Personal life
- Born: Nora Veronica O'Brien 17 August 1923 Ballinderry, near Tuam, County Galway, Ireland
- Died: 10 April 2006 (aged 82) Lusaka, Zambia
- Education: University College Dublin
- Occupation: Medical Doctor, Missionary Nun

Religious life
- Religion: Roman Catholic
- Order: Missionary Sisters of the Holy Rosary

= Lucy O'Brien (doctor) =

Irish missionary sister and doctor

Sister Dr Lucy O'Brien MB, MRCOG, FRCPI (17 August 1923 – 10 April 2006) was an Irish missionary sister and doctor in Africa.

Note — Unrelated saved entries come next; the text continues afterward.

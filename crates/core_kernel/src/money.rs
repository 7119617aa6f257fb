//! Money types with precise decimal arithmetic
//!
//! This module provides a type-safe representation of monetary values
//! using rust_decimal for precise calculations without floating-point errors.
//! Unit prices, budget ranges, and line totals across the marketplace all
//! use [`Money`].

use rust_decimal::Decimal;
use rust_decimal_macros::dec;
use serde::{Deserialize, Serialize};
use std::fmt;
use std::ops::{Add, Sub};
use thiserror::Error;

/// Currency codes following ISO 4217
#[derive(Debug, Clone, Copy, PartialEq, Eq, Hash, Serialize, Deserialize)]
#[serde(rename_all = "UPPERCASE")]
pub enum Currency {
    USD,
    EUR,
    GBP,
    JPY,
    CNY,
    INR,
    AED,
    SGD,
}

impl Currency {
    /// Returns the number of decimal places for this currency
    pub fn decimal_places(&self) -> u32 {
        match self {
            Currency::JPY => 0,
            _ => 2,
        }
    }

    /// Returns the ISO 4217 code
    pub fn code(&self) -> &'static str {
        match self {
            Currency::USD => "USD",
            Currency::EUR => "EUR",
            Currency::GBP => "GBP",
            Currency::JPY => "JPY",
            Currency::CNY => "CNY",
            Currency::INR => "INR",
            Currency::AED => "AED",
            Currency::SGD => "SGD",
        }
    }
}

impl fmt::Display for Currency {
    fn fmt(&self, f: &mut fmt::Formatter<'_>) -> fmt::Result {
        write!(f, "{}", self.code())
    }
}

/// Errors that can occur during money operations
#[derive(Debug, Error, PartialEq, Eq)]
pub enum MoneyError {
    #[error("Currency mismatch: cannot operate on {0} and {1}")]
    CurrencyMismatch(String, String),
}

/// A monetary amount with associated currency
///
/// Money uses rust_decimal for precise arithmetic without floating-point
/// errors. Amounts are stored with 4 decimal places internally so unit
/// prices keep sub-cent precision until a line total is rounded.
#[derive(Debug, Clone, Copy, PartialEq, Eq, Hash, Serialize, Deserialize)]
pub struct Money {
    amount: Decimal,
    currency: Currency,
}

impl Money {
    /// Creates a new Money value
    pub fn new(amount: Decimal, currency: Currency) -> Self {
        Self {
            amount: amount.round_dp(4),
            currency,
        }
    }

    /// Creates a zero amount in the specified currency
    pub fn zero(currency: Currency) -> Self {
        Self {
            amount: dec!(0),
            currency,
        }
    }

    /// Returns the amount
    pub fn amount(&self) -> Decimal {
        self.amount
    }

    /// Returns the currency
    pub fn currency(&self) -> Currency {
        self.currency
    }

    /// Returns true if the amount is zero
    pub fn is_zero(&self) -> bool {
        self.amount.is_zero()
    }

    /// Returns true if the amount is strictly positive
    pub fn is_positive(&self) -> bool {
        self.amount.is_sign_positive() && !self.amount.is_zero()
    }

    /// Returns true if the amount is negative
    pub fn is_negative(&self) -> bool {
        self.amount.is_sign_negative()
    }

    /// Rounds to the currency's standard decimal places
    pub fn round_to_currency(&self) -> Self {
        Self {
            amount: self.amount.round_dp(self.currency.decimal_places()),
            currency: self.currency,
        }
    }

    /// Checked addition that returns an error on currency mismatch
    pub fn checked_add(&self, other: &Money) -> Result<Money, MoneyError> {
        if self.currency != other.currency {
            return Err(MoneyError::CurrencyMismatch(
                self.currency.to_string(),
                other.currency.to_string(),
            ));
        }
        Ok(Self::new(self.amount + other.amount, self.currency))
    }

    /// Checked subtraction that returns an error on currency mismatch
    pub fn checked_sub(&self, other: &Money) -> Result<Money, MoneyError> {
        if self.currency != other.currency {
            return Err(MoneyError::CurrencyMismatch(
                self.currency.to_string(),
                other.currency.to_string(),
            ));
        }
        Ok(Self::new(self.amount - other.amount, self.currency))
    }

    /// Multiplies by a scalar (e.g., an exchange or charge rate)
    pub fn multiply(&self, factor: Decimal) -> Self {
        Self::new(self.amount * factor, self.currency)
    }

    /// Computes the total for `quantity` units priced at this amount,
    /// rounded to the currency's standard decimal places
    pub fn line_total(&self, quantity: u32) -> Self {
        self.multiply(Decimal::from(quantity)).round_to_currency()
    }
}

impl fmt::Display for Money {
    fn fmt(&self, f: &mut fmt::Formatter<'_>) -> fmt::Result {
        let dp = self.currency.decimal_places();
        write!(
            f,
            "{} {:.dp$}",
            self.currency.code(),
            self.amount,
            dp = dp as usize
        )
    }
}

impl Add for Money {
    type Output = Self;

    fn add(self, other: Self) -> Self {
        self.checked_add(&other)
            .expect("Currency mismatch in Money::add")
    }
}

impl Sub for Money {
    type Output = Self;

    fn sub(self, other: Self) -> Self {
        self.checked_sub(&other)
            .expect("Currency mismatch in Money::sub")
    }
}

#[cfg(test)]
mod tests {
    use super::*;

    #[test]
    fn test_money_creation() {
        let m = Money::new(dec!(100.50), Currency::USD);
        assert_eq!(m.amount(), dec!(100.50));
        assert_eq!(m.currency(), Currency::USD);
    }

    #[test]
    fn test_money_arithmetic() {
        let a = Money::new(dec!(100.00), Currency::USD);
        let b = Money::new(dec!(50.00), Currency::USD);

        assert_eq!((a + b).amount(), dec!(150.00));
        assert_eq!((a - b).amount(), dec!(50.00));
    }

    #[test]
    fn test_currency_mismatch() {
        let usd = Money::new(dec!(100.00), Currency::USD);
        let eur = Money::new(dec!(100.00), Currency::EUR);

        let result = usd.checked_add(&eur);
        assert!(matches!(result, Err(MoneyError::CurrencyMismatch(_, _))));
    }

    #[test]
    fn test_line_total() {
        let unit_price = Money::new(dec!(12.345), Currency::USD);
        let total = unit_price.line_total(100);
        assert_eq!(total.amount(), dec!(1234.50));
    }

    #[test]
    fn test_is_positive() {
        assert!(Money::new(dec!(0.01), Currency::USD).is_positive());
        assert!(!Money::zero(Currency::USD).is_positive());
        assert!(!Money::new(dec!(-1), Currency::USD).is_positive());
    }
}

#[cfg(test)]
mod proptests {
    use super::*;
    use proptest::prelude::*;

    proptest! {
        #[test]
        fn line_total_scales_with_quantity(
            cents in 1i64..10_000_000i64,
            quantity in 1u32..10_000u32
        ) {
            let unit = Money::new(Decimal::new(cents, 2), Currency::USD);
            let total = unit.line_total(quantity);

            prop_assert_eq!(
                total.amount(),
                (unit.amount() * Decimal::from(quantity)).round_dp(2)
            );
        }

        #[test]
        fn money_addition_is_commutative(
            a in -1_000_000i64..1_000_000i64,
            b in -1_000_000i64..1_000_000i64
        ) {
            let ma = Money::new(Decimal::new(a, 2), Currency::USD);
            let mb = Money::new(Decimal::new(b, 2), Currency::USD);

            prop_assert_eq!(ma + mb, mb + ma);
        }
    }
}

==Early life and education==
Mary Lucy O'Brien was born Nora Veronica O'Brien in Ballinderry, near Tuam, County Galway on 17 August 1923. She was the second eldest of the eight children of Michael O'Brien and Nora (née Connolly). She had three sisters and four brothers. She attended the Mercy convent school in Tuam. She entered the convent of the Missionary Sisters of the Holy Rosary, in Killeshandra, County Cavan as a postulant in February 1943, professing as Sister Mary Lucy on 28 August 1945. She went to the University College Dublin to train as a doctor, qualifying MB, B.Ch. and BAO in 1952.

==Career==
In 1953, O'Brien was sent to Nigeria. In 1959 she received a diploma in tropical medicine and hygiene, and for the next 14 years she worked in mission hospitals in west Africa. Alongside her colleagues, O'Brien opened the St Charles Borromeo hospital in Onitsha, Nigeria in 1964, where she was the medical superintendent. From 1967 to 1970 a war was fought between the region of Biafra and the federal government, with Onitsha being the capital of the Republic of Biafra, leading to the hospital and other buildings being repeatedly shelled and bombed. The local medical facilities were overwhelmed by refugees and casualties from both sides. O'Brien and her fellow aid workers worked in dangerous conditions, witnessing the famine which then devastated the local area. She had to leave Nigeria when the conditions worsened, alongside hundreds of other expatriates.

This allowed O'Brien to travel to England for further training in gynaecology, obtaining Membership of the Royal College of Obstetricians and Gynaecologists in 1971. After this she worked in Sierra Leone for four years. After a year in Rome, O'Brien took up a post as an obstetrician and gynaecologist in Monze Mission Hospital (later known as the Monze District Hospital) in 1976. She worked there until 1999, treating and operating on thousands of women and facilitating the training hundreds of doctors at postgraduate level. With her expertise, Monze became the national centre for repairing fistulas. However, the work of O'Brien and the hospital were put under increasing pressure with the AIDS epidemic from the 1990s onwards. O'Brien was central to many of the efforts to cope with Zambia's health crisis, sitting as a member of the country's medical council, the national AIDS advisory committee, the board of the University Teaching Hospital, Lusaka, and the executive of the Church Hospitals' Association of Zambia. In Ireland, her family and friends assisted in fundraising, for AIDS relief and other projects in Zambia which O'Brien started or aided with after her retirement in 1999. In 2004 when the Co-operative Society's shop in Newcastle, County Tipperary closed, the members decided to donate the funds to charity, and O'Brien used the fund of €10,000 to establish a farming development project in Zambia.

==Awards and honours==
In 1998 O'Brien was made an honorary fellow of the Royal College of Physicians of Ireland. In 2004 she was awarded the Order of Distinguished Service, First Division by President Levy Mwanawasa for her service to the women of Zambia.

==Death and legacy==
She died in Lusaka on 10 April 2006, and was buried in Chikuni Mission near Monze. In 2018, a new Zambian health post was named in honour of O'Brien.